Intestinal parasites are common in felines, particularly in kittens and older cats. Worms are usually found in outdoor cats, but there is no guarantee that cats that are kept indoors will not develop worms as well. Fortunately, the cost to deworm a cat is relatively low.
Ways That Cats Develop Worm
Most intestinal parasites are transmitted through feces. Uninfected felines that come into contact with the feces or even the soil around the feces, of an infected feline are at risk of catching worms. This means that dirt carried inside on the bottoms of shoes could infect a healthy house cat. Fleas often carry worms that cats can catch by ingestion. Prey animals, such as rodents or birds, can transmit parasites to healthy cats. Pregnant mother cats can transmit infestations to unborn kittens via the womb, and lactating mother cats can transmit the worms to suckling kittens.
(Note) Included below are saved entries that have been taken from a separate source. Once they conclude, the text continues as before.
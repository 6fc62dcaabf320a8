//! CLI layer for slice.
//!
//! Provides the command-line interface using clap and the command that
//! ties argument validation, range reading, trimming, and output together.

pub mod commands;
pub mod parser;

pub use commands::{build_request, execute};
pub use parser::Cli;
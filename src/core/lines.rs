//! Line sets split from a byte buffer.

use std::io::{self, BufRead};

/// Line terminator byte.
pub const LINE_TERMINATOR: u8 = b'\n';

/// Ordered lines of a byte buffer, without their terminators.
///
/// A trailing terminator does not produce an extra empty line, so
/// `b"a\nb\n"` and `b"a\nb"` both split into `["a", "b"]`.
#[derive(Debug, Clone, Default, PartialEq, Eq)]
pub struct LineSet {
    lines: Vec<Vec<u8>>,
}

impl LineSet {
    /// Splits everything readable from `reader` on [`LINE_TERMINATOR`].
    ///
    /// # Errors
    ///
    /// Returns the first error reported by the reader.
    pub fn scan<R: BufRead>(reader: R) -> io::Result<Self> {
        let lines = reader
            .split(LINE_TERMINATOR)
            .collect::<io::Result<Vec<_>>>()?;
        Ok(Self { lines })
    }

    /// Number of lines.
    #[must_use]
    pub fn len(&self) -> usize {
        self.lines.len()
    }

    /// Returns true if there are no lines.
    #[must_use]
    pub fn is_empty(&self) -> bool {
        self.lines.is_empty()
    }

    /// Removes the first line, if any.
    pub fn drop_first(&mut self) {
        if !self.lines.is_empty() {
            self.lines.remove(0);
        }
    }

    /// Removes the last line, if any.
    pub fn drop_last(&mut self) {
        self.lines.pop();
    }

    /// Joins the lines with a single terminator between each pair.
    ///
    /// No terminator is appended after the last line.
    #[must_use]
    pub fn join(&self) -> Vec<u8> {
        self.lines.join(&LINE_TERMINATOR)
    }
}

#[cfg(test)]
mod tests {
    use super::*;
    use std::io::Cursor;

    #[test]
    fn test_scan_basic() {
        let lines = LineSet::scan(Cursor::new(b"a\nbc\n")).unwrap();
        assert_eq!(lines.len(), 2);
        assert_eq!(lines.join(), b"a\nbc");
    }

    #[test]
    fn test_scan_without_trailing_terminator() {
        let lines = LineSet::scan(Cursor::new(b"a\nbc")).unwrap();
        assert_eq!(lines.len(), 2);
    }

    #[test]
    fn test_scan_empty() {
        let lines = LineSet::scan(Cursor::new(b"")).unwrap();
        assert!(lines.is_empty());
        assert!(lines.join().is_empty());
    }

    #[test]
    fn test_scan_blank_lines() {
        let lines = LineSet::scan(Cursor::new(b"\n\nx\n")).unwrap();
        assert_eq!(lines.len(), 3);
        assert_eq!(lines.join(), b"\n\nx");
    }

    #[test]
    fn test_carriage_return_is_content() {
        let lines = LineSet::scan(Cursor::new(b"a\r\nb\r\n")).unwrap();
        assert_eq!(lines.join(), b"a\r\nb\r");
    }

    #[test]
    fn test_drop_first_and_last() {
        let mut lines = LineSet::scan(Cursor::new(b"one\ntwo\nthree")).unwrap();
        lines.drop_first();
        assert_eq!(lines.join(), b"two\nthree");
        lines.drop_last();
        assert_eq!(lines.join(), b"two");
        lines.drop_last();
        assert!(lines.is_empty());

        // Dropping from an empty set is a no-op
        lines.drop_first();
        lines.drop_last();
        assert!(lines.is_empty());
    }
}
//! # slice-rs
//!
//! Extract a byte range from a file.
//!
//! `slice` reads `size` bytes starting at byte offset `start` and writes them
//! to standard output unchanged. Ranges that run past the end of the file
//! are clipped rather than rejected. With `--full-lines-only`, lines cut by
//! either end of the range are dropped so only complete lines remain.
//!
//! ## Features
//!
//! - **Bounded reads**: never reads more than the requested window
//! - **Line trimming**: removes partial boundary lines
//! - **Raw bytes**: no encoding assumptions, binary input is fine

#![deny(clippy::all)]
#![warn(clippy::pedantic)]
#![warn(clippy::nursery)]
#![warn(missing_docs)]

pub mod cli;
pub mod core;
pub mod error;
pub mod io;
pub mod trim;

// Re-export commonly used types at crate root
pub use error::{Error, Result};

pub use crate::core::{LineSet, SliceRequest};

pub use io::{RangeReader, ReadOptions, read_slice, write_output};

pub use trim::trim_truncated_lines;

pub use cli::{Cli, execute};
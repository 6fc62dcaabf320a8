//! Slice request model.
//!
//! A `SliceRequest` describes the byte window `[start, start + size)` of a
//! file that should be extracted. It is built once from validated input and
//! handed to the range reader by reference.

use crate::error::{Result, ValidationError};
use std::path::{Path, PathBuf};

/// A validated request for a byte range of a file.
///
/// # Examples
///
/// ```
/// use slice_rs::core::SliceRequest;
///
/// let request = SliceRequest::new(7, 7, "notes.txt").unwrap();
/// assert_eq!(request.start(), 7);
/// assert_eq!(request.clamped_len(10), 3);
/// ```
#[derive(Debug, Clone, PartialEq, Eq)]
pub struct SliceRequest {
    start: u64,
    size: u64,
    file: PathBuf,
    full_lines_only: bool,
}

impl SliceRequest {
    /// Creates a request for `size` bytes starting at `start`.
    ///
    /// # Errors
    ///
    /// Returns a validation error if `size` is zero or `start + size`
    /// overflows a 64-bit offset.
    pub fn new<P: Into<PathBuf>>(start: u64, size: u64, file: P) -> Result<Self> {
        if size == 0 {
            return Err(ValidationError::InvalidArgument {
                name: "--size".to_string(),
                reason: "must be > 0".to_string(),
            }
            .into());
        }

        if start.checked_add(size).is_none() {
            return Err(ValidationError::RangeOverflow { start, size }.into());
        }

        Ok(Self {
            start,
            size,
            file: file.into(),
            full_lines_only: false,
        })
    }

    /// Enables or disables trimming of truncated boundary lines.
    #[must_use]
    pub fn with_full_lines_only(mut self, full_lines_only: bool) -> Self {
        self.full_lines_only = full_lines_only;
        self
    }

    /// Byte offset where the slice starts.
    #[must_use]
    pub const fn start(&self) -> u64 {
        self.start
    }

    /// Maximum number of bytes to read.
    #[must_use]
    pub const fn size(&self) -> u64 {
        self.size
    }

    /// Path of the source file.
    #[must_use]
    pub fn file(&self) -> &Path {
        &self.file
    }

    /// Whether truncated boundary lines should be dropped.
    #[must_use]
    pub const fn full_lines_only(&self) -> bool {
        self.full_lines_only
    }

    /// Number of bytes a read will yield against a file of `file_len` bytes.
    #[must_use]
    pub const fn clamped_len(&self, file_len: u64) -> u64 {
        let available = file_len.saturating_sub(self.start);
        if available < self.size {
            available
        } else {
            self.size
        }
    }
}

#[cfg(test)]
mod tests {
    use super::*;
    use crate::error::Error;

    #[test]
    fn test_request_new() {
        let request = SliceRequest::new(7, 7, "test.txt").unwrap();
        assert_eq!(request.start(), 7);
        assert_eq!(request.size(), 7);
        assert_eq!(request.file(), Path::new("test.txt"));
        assert!(!request.full_lines_only());
    }

    #[test]
    fn test_request_zero_size_rejected() {
        let result = SliceRequest::new(0, 0, "test.txt");
        assert!(matches!(
            result,
            Err(Error::Validation(ValidationError::InvalidArgument { .. }))
        ));
    }

    #[test]
    fn test_request_overflow_rejected() {
        let result = SliceRequest::new(u64::MAX, 1, "test.txt");
        assert!(matches!(
            result,
            Err(Error::Validation(ValidationError::RangeOverflow { .. }))
        ));

        // Exactly at the limit is fine
        assert!(SliceRequest::new(u64::MAX - 1, 1, "test.txt").is_ok());
    }

    #[test]
    fn test_request_full_lines_only() {
        let request = SliceRequest::new(0, 5, "test.txt")
            .unwrap()
            .with_full_lines_only(true);
        assert!(request.full_lines_only());
    }

    #[test]
    fn test_clamped_len() {
        let request = SliceRequest::new(8, 4, "test.txt").unwrap();
        assert_eq!(request.clamped_len(10), 2);
        assert_eq!(request.clamped_len(100), 4);
        assert_eq!(request.clamped_len(8), 0);
        assert_eq!(request.clamped_len(0), 0);

        let request = SliceRequest::new(0, 100, "test.txt").unwrap();
        assert_eq!(request.clamped_len(10), 10);
    }
}
//! Declarative YAML scenarios

use std::collections::{BTreeMap, HashSet};
use std::fmt;
use std::path::{Path, PathBuf};

use once_cell::sync::Lazy;
use regex::{Captures, Regex};
use serde::{Deserialize, Serialize};

use crate::config::Viewport;
use crate::driver::LoadState;
use crate::error::{E2eError, E2eResult};
use crate::locator::{By, Locator, PageTarget};
use crate::wait::ElementCondition;

/// `${NAME}` input placeholder
static INPUT: Lazy<Regex> =
    Lazy::new(|| Regex::new(r"\$\{([A-Za-z_][A-Za-z0-9_]*)\}").expect("placeholder pattern compiles"));

/// A complete UI flow parsed from YAML
#[derive(Debug, Clone, Serialize, Deserialize)]
pub struct Scenario {
    /// Unique identifier, used in reports and `--id` filters
    #[serde(alias = "name")]
    pub id: String,

    #[serde(default)]
    pub description: String,

    /// Tags for filtering scenarios
    #[serde(default)]
    pub tags: Vec<String>,

    /// Viewport override for this scenario's browser
    #[serde(default, skip_serializing_if = "Option::is_none")]
    pub viewport: Option<Viewport>,

    /// Override of the overall scenario budget
    #[serde(default, skip_serializing_if = "Option::is_none")]
    pub deadline_ms: Option<u64>,

    /// Steps to execute in order
    #[serde(default)]
    pub steps: Vec<Step>,

    /// Terminal assertion, run after the last step
    pub expect: Assertion,

    /// File the scenario was loaded from
    #[serde(skip)]
    pub source: Option<PathBuf>,
}

/// A single step in a scenario
#[derive(Debug, Clone, PartialEq, Serialize, Deserialize)]
#[serde(tag = "action", rename_all = "snake_case")]
pub enum Step {
    /// Navigate the current page (URL relative to base)
    Navigate {
        url: String,
        #[serde(default)]
        wait_until: LoadState,
        #[serde(default)]
        timeout_ms: Option<u64>,
    },

    /// Clear an input and type a value
    Fill {
        locator: Locator,
        value: String,
        #[serde(default)]
        timeout_ms: Option<u64>,
        #[serde(default)]
        page: Option<usize>,
    },

    /// Click an element
    Click {
        locator: Locator,
        #[serde(default)]
        settle_ms: Option<u64>,
        #[serde(default)]
        timeout_ms: Option<u64>,
        #[serde(default)]
        page: Option<usize>,
    },

    /// Scroll the page viewport
    Scroll {
        #[serde(default)]
        dx: i64,
        #[serde(default)]
        dy: i64,
        #[serde(default)]
        page: Option<usize>,
    },

    /// Wait for an element or page state
    WaitFor {
        #[serde(default)]
        locator: Option<Locator>,
        #[serde(default)]
        state: WaitState,
        #[serde(default)]
        timeout_ms: Option<u64>,
        #[serde(default)]
        page: Option<usize>,
    },

    /// Assert an element's visibility
    Assert(Assertion),

    /// Wait for a fixed amount of time (use sparingly)
    Sleep { ms: u64 },

    /// Log a message
    Log { message: String },
}

/// Visibility assertion, used both as a step and as the terminal `expect`
#[derive(Debug, Clone, PartialEq, Serialize, Deserialize)]
pub struct Assertion {
    pub locator: Locator,

    #[serde(default = "default_visible")]
    pub visible: bool,

    #[serde(default)]
    pub timeout_ms: Option<u64>,

    /// Author's failure message, reported verbatim
    #[serde(default)]
    pub message: Option<String>,

    #[serde(default)]
    pub page: Option<usize>,
}

fn default_visible() -> bool {
    true
}

/// States a `wait_for` step can target
#[derive(Debug, Clone, Copy, Default, PartialEq, Eq, Serialize, Deserialize)]
#[serde(rename_all = "snake_case")]
pub enum WaitState {
    #[default]
    Visible,
    Hidden,
    Attached,
    Detached,
    #[serde(rename = "domcontentloaded")]
    DomContentLoaded,
    Load,
}

impl WaitState {
    /// Element condition, or `None` for page load states
    pub fn element_condition(&self) -> Option<ElementCondition> {
        match self {
            WaitState::Visible => Some(ElementCondition::Visible),
            WaitState::Hidden => Some(ElementCondition::Hidden),
            WaitState::Attached => Some(ElementCondition::Attached),
            WaitState::Detached => Some(ElementCondition::Detached),
            WaitState::DomContentLoaded | WaitState::Load => None,
        }
    }

    pub fn load_state(&self) -> Option<LoadState> {
        match self {
            WaitState::DomContentLoaded => Some(LoadState::DomContentLoaded),
            WaitState::Load => Some(LoadState::Load),
            _ => None,
        }
    }
}

impl Step {
    /// Short action name for reports
    pub fn name(&self) -> &'static str {
        match self {
            Step::Navigate { .. } => "navigate",
            Step::Fill { .. } => "fill",
            Step::Click { .. } => "click",
            Step::Scroll { .. } => "scroll",
            Step::WaitFor { .. } => "wait_for",
            Step::Assert(_) => "assert",
            Step::Sleep { .. } => "sleep",
            Step::Log { .. } => "log",
        }
    }

    /// Page the step targets
    pub fn target(&self) -> PageTarget {
        match self {
            Step::Fill { page, .. } | Step::Click { page, .. } | Step::Scroll { page, .. } => (*page).into(),
            Step::WaitFor { page, .. } => (*page).into(),
            Step::Assert(a) => a.page.into(),
            Step::Navigate { .. } | Step::Sleep { .. } | Step::Log { .. } => PageTarget::Current,
        }
    }

    fn strings_mut(&mut self) -> Vec<&mut String> {
        match self {
            Step::Navigate { url, .. } => vec![url],
            Step::Fill { locator, value, .. } => {
                let mut out = locator_strings(locator);
                out.push(value);
                out
            }
            Step::Click { locator, .. } => locator_strings(locator),
            Step::WaitFor { locator, .. } => locator.as_mut().map(locator_strings).unwrap_or_default(),
            Step::Assert(a) => a.strings_mut(),
            Step::Log { message } => vec![message],
            Step::Scroll { .. } | Step::Sleep { .. } => Vec::new(),
        }
    }
}

impl fmt::Display for Step {
    fn fmt(&self, f: &mut fmt::Formatter<'_>) -> fmt::Result {
        match self {
            Step::Navigate { url, .. } => write!(f, "navigate {}", url),
            Step::Fill { locator, .. } => write!(f, "fill {}", locator),
            Step::Click { locator, .. } => write!(f, "click {}", locator),
            Step::Scroll { dx, dy, .. } => write!(f, "scroll by ({}, {})", dx, dy),
            Step::WaitFor { locator: Some(l), state, .. } => write!(f, "wait_for {} {:?}", l, state),
            Step::WaitFor { state, .. } => write!(f, "wait_for page {:?}", state),
            Step::Assert(a) => write!(f, "assert {}", a),
            Step::Sleep { ms } => write!(f, "sleep {} ms", ms),
            Step::Log { message } => write!(f, "log {:?}", message),
        }
    }
}

impl Assertion {
    fn strings_mut(&mut self) -> Vec<&mut String> {
        let mut out = locator_strings(&mut self.locator);
        if let Some(message) = self.message.as_mut() {
            out.push(message);
        }
        out
    }
}

impl fmt::Display for Assertion {
    fn fmt(&self, f: &mut fmt::Formatter<'_>) -> fmt::Result {
        let state = if self.visible { "visible" } else { "hidden" };
        write!(f, "{} is {}", self.locator, state)
    }
}

fn locator_strings(locator: &mut Locator) -> Vec<&mut String> {
    let mut out: Vec<&mut String> = match &mut locator.by {
        By::Role { role, name } => {
            let mut v = vec![role];
            if let Some(name) = name.as_mut() {
                v.push(name);
            }
            v
        }
        By::Text { text, .. } => vec![text],
        By::Path { xpath } => vec![xpath],
    };
    if let Some(frame) = locator.frame.as_mut() {
        out.push(frame);
    }
    out
}

impl Scenario {
    /// Parse a scenario from a YAML string
    pub fn from_yaml(yaml: &str) -> E2eResult<Self> {
        let scenario: Self = serde_yaml::from_str(yaml).map_err(E2eError::from)?;
        scenario.validate()?;
        Ok(scenario)
    }

    /// Parse a scenario from a YAML file
    pub fn from_file(path: &Path) -> E2eResult<Self> {
        let content = std::fs::read_to_string(path)?;
        let mut scenario = Self::from_yaml(&content)
            .map_err(|e| E2eError::ScenarioParse(format!("{}: {}", path.display(), e)))?;
        scenario.source = Some(path.to_path_buf());
        Ok(scenario)
    }

    /// Load all scenarios below a directory, sorted by path
    pub fn load_all(dir: &Path) -> E2eResult<Vec<Self>> {
        Self::load_paths(&[dir.to_path_buf()])
    }

    /// Load from a mix of files and directories
    pub fn load_paths(paths: &[PathBuf]) -> E2eResult<Vec<Self>> {
        let scenarios = discover(paths)
            .iter()
            .map(|p| Self::from_file(p))
            .collect::<E2eResult<Vec<_>>>()?;
        check_unique(&scenarios)?;
        Ok(scenarios)
    }

    /// Filter scenarios by tag
    pub fn filter_by_tag<'a>(scenarios: &'a [Self], tag: &str) -> Vec<&'a Self> {
        scenarios.iter().filter(|s| s.tags.iter().any(|t| t == tag)).collect()
    }

    /// Structural checks serde can't express
    pub fn validate(&self) -> E2eResult<()> {
        let invalid = |msg: String| Err(E2eError::ScenarioParse(format!("scenario '{}': {}", self.id, msg)));

        if self.id.trim().is_empty() {
            return Err(E2eError::ScenarioParse("scenario id must not be empty".into()));
        }
        for (index, step) in self.steps.iter().enumerate() {
            match step {
                Step::WaitFor { locator: None, state, .. } if state.element_condition().is_some() => {
                    return invalid(format!("step {}: wait_for {:?} needs a locator", index, state));
                }
                Step::Navigate { url, .. } if url.trim().is_empty() => {
                    return invalid(format!("step {}: navigate needs a url", index));
                }
                _ => {}
            }
        }
        if let Some(0) = self.deadline_ms {
            return invalid("deadline_ms must be positive".into());
        }
        Ok(())
    }

    /// Number of executable steps, terminal assertion included
    pub fn step_count(&self) -> usize {
        self.steps.len() + 1
    }

    /// Substitute `${NAME}` placeholders from `vars`, then the environment
    pub fn resolve_inputs(&self, vars: &BTreeMap<String, String>) -> E2eResult<Self> {
        self.with_inputs(|name| vars.get(name).cloned().or_else(|| std::env::var(name).ok()))
    }

    /// Substitute `${NAME}` placeholders in URLs, values, locators and
    /// messages. An unknown name is an error.
    pub fn with_inputs<F>(&self, lookup: F) -> E2eResult<Self>
    where
        F: Fn(&str) -> Option<String>,
    {
        let mut resolved = self.clone();
        let mut missing: Vec<String> = Vec::new();

        let fields = resolved
            .steps
            .iter_mut()
            .flat_map(Step::strings_mut)
            .chain(resolved.expect.strings_mut());
        for field in fields {
            if !field.contains("${") {
                continue;
            }
            let replaced = INPUT.replace_all(field, |caps: &Captures| match lookup(&caps[1]) {
                Some(value) => value,
                None => {
                    missing.push(caps[1].to_string());
                    String::new()
                }
            })
            .into_owned();
            *field = replaced;
        }

        if missing.is_empty() {
            Ok(resolved)
        } else {
            missing.sort();
            missing.dedup();
            Err(E2eError::ScenarioParse(format!(
                "scenario '{}': no value for input(s) {}",
                self.id,
                missing.join(", ")
            )))
        }
    }
}

/// Scenario files named by `paths`: files as given, directories walked
/// recursively for `*.yaml`/`*.yml` in sorted order
pub fn discover(paths: &[PathBuf]) -> Vec<PathBuf> {
    let mut out = Vec::new();
    for path in paths {
        if !path.is_dir() {
            out.push(path.clone());
            continue;
        }
        let mut found: Vec<PathBuf> = walkdir::WalkDir::new(path)
            .into_iter()
            .filter_map(|e| e.ok())
            .filter(|e| e.file_type().is_file() && is_scenario_file(e.path()))
            .map(|e| e.into_path())
            .collect();
        found.sort();
        out.extend(found);
    }
    out
}

fn is_scenario_file(path: &Path) -> bool {
    path.extension()
        .map(|ext| ext == "yaml" || ext == "yml")
        .unwrap_or(false)
}

fn check_unique(scenarios: &[Scenario]) -> E2eResult<()> {
    let mut seen = HashSet::new();
    for s in scenarios {
        if !seen.insert(s.id.as_str()) {
            return Err(E2eError::ScenarioParse(format!("duplicate scenario id '{}'", s.id)));
        }
    }
    Ok(())
}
Common Types of Worms in Felines
Roundworms are spaghetti-like parasites common in kittens. Most develop immunity to this parasite with age. The hookworm feeds on tissue and often causes cats to develop anemia. Hookworms, however, can easily be treated with commercial de-wormers. Tapeworms live in the intestinal tract of infected felines. Mature segments break off of these worms and pass through the feces. Tapeworms cannot be effectively removed without flea treatment, as fleas are the main method of tapeworm transmission.
Signs of Worms in Cats
Cats that are infected with intestinal worms appear bloated and potbellied. Diarrhea, vomiting, weight loss, constipation, and bloody stool are all indicators of intestinal worms. Occasionally segments of the intestinal worms can be found near the animal’s tail and rear end, or in the animal’s feces. Some infected cats wheeze, develop a cough, and have trouble breathing. Alternatively, some cats may be experiencing a full-blown infestation while exhibiting few or no symptoms. Age, breed, lifestyle, and health all contribute to the severity of a cat’s worm infestation.
How to Deworm a Cat
There are a number of commercial products available to the average pet owner. The cost of deworming a cat largely depends upon the severity of the infestation. The average cost to deworm a cat using a commercial de-wormer is around $30. Some commercial feline de-wormers are as inexpensive as $10 while others are close to $200. The cost of deworming a cat is much higher for pet owners using veterinarian prescribed worm treatments, which range from $200 to $500 depending on dosage and frequency of treatment.
Preventing Worms in Cats
To avoid having to pay the cost to deworm a cat, it is best to prevent an infestation altogether. For indoor cats, keeping the floors tidy and free from excessive dirt helps prevent the spread of intestinal parasites. Grooming cats regularly will remove soil that may contain worm larva. Pet owners should consider moving outside cats indoors to help prevent worm infestations. Addressing pre-existing flea problems is also necessary in the fight against worm re-infestation.
Left untreated, worms can become a serious threat to a cat’s health. It is a good idea to discuss the cost to deworm a cat with more than 1 veterinarian before deciding on a treatment plan.